//! Referral API Handlers
//! /api/referrals エンドポイント - 紹介コードの発行

use axum::{extract::State, http::StatusCode, response::Json};
use rand::Rng;
use serde::Serialize;
use std::sync::Arc;
use tracing::{info, warn};

use crate::db::DbPool;
use crate::models::{GenerateReferralRequest, GenerateReferralResponse, Referral, User};
use crate::AppState;

/// 紹介コードの桁数
const REFERRAL_CODE_LEN: usize = 8;
/// 衝突時の再生成上限
const MAX_GENERATION_ATTEMPTS: u32 = 10;

const REFERRAL_CHARSET: &[u8] = b"ABCDEFGHIJKLMNOPQRSTUVWXYZ0123456789";

#[derive(Serialize, Debug)]
pub struct ErrorResponse {
    pub success: bool,
    pub error: String,
}

/// 8文字の大文字英数字候補を生成する
fn generate_referral_candidate() -> String {
    let mut rng = rand::thread_rng();
    (0..REFERRAL_CODE_LEN)
        .map(|_| {
            let idx = rng.gen_range(0..REFERRAL_CHARSET.len());
            REFERRAL_CHARSET[idx] as char
        })
        .collect()
}

/// settled な紹介に対してカウンタを1加算する（ベストエフォート）
pub async fn bump_referral(db: &DbPool, code: &str) -> Result<bool, sqlx::Error> {
    let result = sqlx::query(
        "UPDATE referrals SET total_referrals = total_referrals + 1 WHERE code = ? AND active = 1",
    )
    .bind(code)
    .execute(db)
    .await?;
    Ok(result.rows_affected() > 0)
}

/// POST /api/referrals - 紹介コード発行
///
/// 既存コードがインデックスに残っていればそのまま返す（冪等）。
/// 無ければ最大10回まで候補生成と存在チェックを繰り返す。
pub async fn generate_referral_code(
    State(state): State<Arc<AppState>>,
    Json(req): Json<GenerateReferralRequest>,
) -> Result<Json<GenerateReferralResponse>, (StatusCode, Json<ErrorResponse>)> {
    let user_id = req.user_id.filter(|u| !u.is_empty()).ok_or_else(|| {
        error_response(StatusCode::BAD_REQUEST, "user_id is required".to_string())
    })?;

    let user: Option<User> = sqlx::query_as("SELECT * FROM users WHERE user_id = ?")
        .bind(&user_id)
        .fetch_optional(&state.db)
        .await
        .map_err(|e| {
            error_response(StatusCode::INTERNAL_SERVER_ERROR, format!("DB error: {}", e))
        })?;

    let user = user.ok_or_else(|| {
        error_response(StatusCode::NOT_FOUND, format!("User not found: {}", user_id))
    })?;

    // 既存コードがインデックスに残っていればそれを返す
    if let Some(code) = &user.referral_code {
        let existing: Option<Referral> =
            sqlx::query_as("SELECT * FROM referrals WHERE code = ?")
                .bind(code)
                .fetch_optional(&state.db)
                .await
                .map_err(|e| {
                    error_response(StatusCode::INTERNAL_SERVER_ERROR, format!("DB error: {}", e))
                })?;

        if let Some(referral) = existing {
            return Ok(Json(GenerateReferralResponse {
                success: true,
                referral_code: referral.code,
            }));
        }
        warn!(
            "Profile had referral code missing from index, regenerating: user_id={}",
            user_id
        );
    }

    let now = chrono::Utc::now().timestamp_millis();

    for _ in 0..MAX_GENERATION_ATTEMPTS {
        let candidate = generate_referral_candidate();

        let taken: Option<(String,)> =
            sqlx::query_as("SELECT code FROM referrals WHERE code = ?")
                .bind(&candidate)
                .fetch_optional(&state.db)
                .await
                .map_err(|e| {
                    error_response(StatusCode::INTERNAL_SERVER_ERROR, format!("DB error: {}", e))
                })?;

        if taken.is_some() {
            continue;
        }

        // インデックス登録とプロフィール更新は別書き込み
        // （間で落ちると孤児インデックスが残りうるが、紹介コードは追加的なので許容）
        sqlx::query(
            "INSERT INTO referrals (code, owner_id, total_referrals, active, created_at_ms) VALUES (?, ?, 0, 1, ?)",
        )
        .bind(&candidate)
        .bind(&user_id)
        .bind(now)
        .execute(&state.db)
        .await
        .map_err(|e| {
            error_response(StatusCode::INTERNAL_SERVER_ERROR, format!("DB error: {}", e))
        })?;

        sqlx::query("UPDATE users SET referral_code = ? WHERE user_id = ?")
            .bind(&candidate)
            .bind(&user_id)
            .execute(&state.db)
            .await
            .map_err(|e| {
                error_response(StatusCode::INTERNAL_SERVER_ERROR, format!("DB error: {}", e))
            })?;

        info!("Referral code issued: user_id={}, code={}", user_id, candidate);

        return Ok(Json(GenerateReferralResponse {
            success: true,
            referral_code: candidate,
        }));
    }

    Err(error_response(
        StatusCode::INTERNAL_SERVER_ERROR,
        "Failed to generate a unique referral code".to_string(),
    ))
}

fn error_response(status: StatusCode, message: String) -> (StatusCode, Json<ErrorResponse>) {
    warn!("API Error: {}", message);
    (status, Json(ErrorResponse { success: false, error: message }))
}

#[cfg(test)]
mod tests {
    use super::*;
    use crate::test_util::*;
    use axum::extract::State;
    use std::collections::HashSet;

    #[test]
    fn candidates_are_eight_uppercase_alphanumerics() {
        for _ in 0..100 {
            let code = generate_referral_candidate();
            assert_eq!(code.len(), REFERRAL_CODE_LEN);
            assert!(code
                .bytes()
                .all(|b| b.is_ascii_uppercase() || b.is_ascii_digit()));
        }
    }

    #[tokio::test]
    async fn issued_codes_are_unique_across_many_users() {
        let state = test_state().await;
        let mut seen = HashSet::new();

        for i in 0..1000 {
            let user_id = format!("U{}", i);
            seed_user(&state.db, &user_id, None).await;

            let req = crate::models::GenerateReferralRequest {
                user_id: Some(user_id),
            };
            let Json(resp) = generate_referral_code(State(state.clone()), Json(req))
                .await
                .unwrap();
            assert!(seen.insert(resp.referral_code), "duplicate code issued");
        }
    }

    #[tokio::test]
    async fn same_user_gets_same_code_twice() {
        let state = test_state().await;
        seed_user(&state.db, "U1", None).await;

        let req = crate::models::GenerateReferralRequest {
            user_id: Some("U1".to_string()),
        };
        let Json(first) = generate_referral_code(State(state.clone()), Json(req))
            .await
            .unwrap();

        let req = crate::models::GenerateReferralRequest {
            user_id: Some("U1".to_string()),
        };
        let Json(second) = generate_referral_code(State(state.clone()), Json(req))
            .await
            .unwrap();

        assert_eq!(first.referral_code, second.referral_code);
    }

    #[tokio::test]
    async fn stale_profile_code_is_regenerated() {
        let state = test_state().await;
        // プロフィールにはコードがあるがインデックスに無い
        seed_user(&state.db, "U1", Some("GONE1234")).await;

        let req = crate::models::GenerateReferralRequest {
            user_id: Some("U1".to_string()),
        };
        let Json(resp) = generate_referral_code(State(state.clone()), Json(req))
            .await
            .unwrap();
        assert_ne!(resp.referral_code, "GONE1234");

        let referral = get_referral(&state.db, &resp.referral_code).await;
        assert_eq!(referral.owner_id, "U1");
    }

    #[tokio::test]
    async fn unknown_user_is_not_found() {
        let state = test_state().await;

        let req = crate::models::GenerateReferralRequest {
            user_id: Some("NOPE".to_string()),
        };
        let err = generate_referral_code(State(state.clone()), Json(req))
            .await
            .unwrap_err();
        assert_eq!(err.0, StatusCode::NOT_FOUND);
    }

    #[tokio::test]
    async fn bump_referral_increments_active_codes_only() {
        let state = test_state().await;
        seed_user(&state.db, "U1", None).await;
        seed_referral(&state.db, "ABCD1234", "U1", 1).await;
        seed_referral(&state.db, "WXYZ0000", "U1", 0).await;

        assert!(bump_referral(&state.db, "ABCD1234").await.unwrap());
        assert!(!bump_referral(&state.db, "WXYZ0000").await.unwrap());

        let referral = get_referral(&state.db, "ABCD1234").await;
        assert_eq!(referral.total_referrals, 2);
        assert_eq!(get_referral(&state.db, "WXYZ0000").await.total_referrals, 1);
    }
}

● ● ● ● ●

TASK INSTRUCTIONS — Please work out how many lines in this listing contain "Serialize", then give only that number.

TASK RESULT — 2